The Spanish National Research Council (CSIC) is participating in Decypher, a new European project that proposes to merge synthetic biology with artificial intelligence and machine learning to produce terpenoids and flavonoids, natural compounds found in small quantities in plants that can be used in industrial biotechnology.
The Systems Biotechnology Group of the National Biotechnology Center (CNB-CSIC), led by Juan Nogales, and the Polymer Biotechnology Group of the Margarita Salas Center for Biological Research (CIB-CSIC), led by Auxiliadora Prieto, are members of this initiative funded with 6 million euros, which integrates 10 groups from 6 European countries.
These two teams will work in coordination to optimize the expression and performance of plant enzymes (called CYP), responsible for the production of terpenoids and flavonoids in synthetic microbial compartments specially designed for this purpose. In addition, CSIC is leading efforts to redirect the metabolic pathways of Pseudomonas putida, one of the bacterial species of greatest industrial interest, for the production of functional flavonoids, thus obtaining highly efficient microbial cell factories.
"Advances in artificial intelligence and machine learning narrow down design possibilities to the most likely ones and can discover novel solutions for nature," said Marjan De Mey, a researcher at Ghent University (Belgium) and coordinator of the project.
In addition to its contribution to decoding the basic components and processes of nature, Decypher will apply an innovative and holistic approach to the development of bioprocesses. Within the framework of the project, the scientists will develop a standardized artificial intelligence and machine learning platform for biotechnological applications, as well as guide bioprocesses through all steps of the development chain. Based on specific targets for case studies (and decoding CYP), Decypher plans to work methodically to take bioprocess design and control beyond an art form to a reproducible and sustainable system.
Flavonoids and terpenoids
Terpenoids and flavonoids are traditionally extracted from plants and have received much attention due to their importance for various applications and markets, such as pharmaceuticals, fragrances and flavors, food preservatives, and insecticides. Their diversity is due to the many variations in common molecular structures, most of which are derived from oxygenation carried out by a large family of enzymes called cytochromes P450 (or CYP).

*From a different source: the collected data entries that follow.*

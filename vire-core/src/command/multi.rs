//! Transaction commands (spec.md §4.6.1 "transactions"). `MULTI`/`EXEC`
//! bracket a client's queued commands; `WATCH` arms an optimistic-lock
//! check that `EXEC` consults before replaying the queue.

use super::{cflags, execute, lookup, CommandCtx, CommandSpec};
use crate::client::WatchedKey;
use crate::resp::shared;

pub fn specs() -> Vec<CommandSpec> {
    vec![
        CommandSpec { name: "MULTI", arity: 1, flags: cflags::FAST, handler: multi },
        CommandSpec { name: "EXEC", arity: 1, flags: cflags::FAST, handler: exec },
        CommandSpec { name: "DISCARD", arity: 1, flags: cflags::FAST, handler: discard },
        CommandSpec { name: "WATCH", arity: -2, flags: cflags::FAST, handler: watch },
        CommandSpec { name: "UNWATCH", arity: 1, flags: cflags::FAST, handler: unwatch },
    ]
}

fn multi(ctx: &mut CommandCtx) {
    if ctx.client.in_multi() {
        ctx.reply_error("ERR MULTI calls can not be nested");
        return;
    }
    ctx.client.set_in_multi(true);
    ctx.client.output.write_static(shared::OK);
}

fn discard(ctx: &mut CommandCtx) {
    if !ctx.client.in_multi() {
        ctx.reply_error("ERR DISCARD without MULTI");
        return;
    }
    ctx.client.clear_transaction_state();
    ctx.client.output.write_static(shared::OK);
}

fn watch(ctx: &mut CommandCtx) {
    if ctx.client.in_multi() {
        ctx.reply_error("ERR WATCH inside MULTI is not allowed");
        return;
    }
    let db = ctx.db();
    let keys = ctx.argv()[1..].to_vec();
    for key in keys {
        let version_at_watch = {
            let shard = ctx.server.keyspace.shard(db, &key);
            let mut guard = shard.lock_write();
            guard.watched_keys.entry(key.clone()).or_default().insert(ctx.client.id);
            guard.version
        };
        ctx.client.watches.push(WatchedKey { db, key, version_at_watch });
    }
    ctx.client.output.write_static(shared::OK);
}

fn unwatch(ctx: &mut CommandCtx) {
    clear_watches(ctx);
    ctx.client.output.write_static(shared::OK);
}

fn clear_watches(ctx: &mut CommandCtx) {
    for w in ctx.client.watches.drain(..) {
        let shard = ctx.server.keyspace.shard(w.db, &w.key);
        let mut guard = shard.lock_write();
        if let Some(set) = guard.watched_keys.get_mut(&w.key) {
            set.remove(&ctx.client.id);
            if set.is_empty() {
                guard.watched_keys.remove(&w.key);
            }
        }
    }
}

/// `true` if every watched key's shard version is unchanged since `WATCH`.
fn watches_still_valid(ctx: &CommandCtx) -> bool {
    ctx.client.watches.iter().all(|w| {
        let shard = ctx.server.keyspace.shard(w.db, &w.key);
        shard.lock_read().version == w.version_at_watch
    })
}

fn exec(ctx: &mut CommandCtx) {
    if !ctx.client.in_multi() {
        ctx.reply_error("ERR EXEC without MULTI");
        return;
    }
    if ctx.client.dirty_exec() {
        clear_watches(ctx);
        ctx.client.clear_transaction_state();
        ctx.client.output.write_static(shared::EXECABORT_ERR);
        return;
    }
    if ctx.client.dirty_cas() || !watches_still_valid(ctx) {
        clear_watches(ctx);
        ctx.client.clear_transaction_state();
        ctx.client.output.write_nil_array();
        return;
    }
    let queue = std::mem::take(&mut ctx.client.multi_queue);
    clear_watches(ctx);
    ctx.client.clear_transaction_state();

    ctx.client.output.write_array_header(queue.len());
    for cmd in queue {
        ctx.client.argv = cmd;
        let name = String::from_utf8_lossy(&ctx.client.argv[0]).to_ascii_uppercase();
        match lookup(&name) {
            Some(spec) => execute(ctx, &spec),
            None => ctx.client.output.write_error(&format!("ERR unknown command '{name}'")),
        }
    }
}

#[cfg(test)]
mod tests {
    use super::*;
    use crate::client::Client;
    use crate::config::Config;
    use crate::server::Server;
    use std::net::SocketAddr;

    fn new_ctx(server: &Server, client: &mut Client) -> CommandCtx<'_> {
        CommandCtx { server, client, propagate_override: None }
    }

    #[test]
    fn multi_then_exec_runs_queued_commands() {
        let server = Server::new(Config::default());
        let addr: SocketAddr = "127.0.0.1:1".parse().unwrap();
        let mut client = Client::new(1, 0, addr, false);

        client.argv = vec![b"MULTI".to_vec()];
        let mut ctx = new_ctx(&server, &mut client);
        multi(&mut ctx);
        assert!(client.in_multi());

        client.argv = vec![b"SET".to_vec(), b"k".to_vec(), b"v".to_vec()];
        let mut ctx = new_ctx(&server, &mut client);
        super::super::handle_command(&mut ctx);
        assert!(client.multi_queue.len() == 1);

        client.argv = vec![b"EXEC".to_vec()];
        let mut ctx = new_ctx(&server, &mut client);
        exec(&mut ctx);
        assert!(!client.in_multi());
    }

    #[test]
    fn unknown_command_while_queueing_aborts_exec() {
        let server = Server::new(Config::default());
        let addr: SocketAddr = "127.0.0.1:1".parse().unwrap();
        let mut client = Client::new(1, 0, addr, false);

        client.argv = vec![b"MULTI".to_vec()];
        let mut ctx = new_ctx(&server, &mut client);
        multi(&mut ctx);

        client.argv = vec![b"NOTACOMMAND".to_vec()];
        let mut ctx = new_ctx(&server, &mut client);
        super::super::handle_command(&mut ctx);
        assert!(client.dirty_exec());

        client.argv = vec![b"EXEC".to_vec()];
        let mut ctx = new_ctx(&server, &mut client);
        exec(&mut ctx);
        assert!(!client.in_multi());
        assert!(!client.dirty_exec());
    }
}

However, only a small fraction of these compounds can be extracted commercially from plants and, due to their low content in plants, these commercial processes require large-scale cultivation that is unsustainable. Terpenoids and flavonoids illustrate once again the complexity involved in biological processes and the difficulty of decoding and re-engineering them in a laboratory, not to mention their production on an industrial and commercial scale.
Decypher is a Horizon Europe project funded with €6 million that was launched on September 1, 2023, and will run for the next four years. The project is coordinated by Ghent University and brings together 10 partners from 6 European countries: 5 research and technology organizations (UGent, CSIC, Stichting Wageningen Research, Barcelona Supercomputing Center, VIB), 3 small and medium-sized companies (ML6 Skyhaus, Biofaction, Lantana Bio), a large company (Isobionics) and an association dedicated to the promotion of art and natural sciences (Finnish Bioart Society).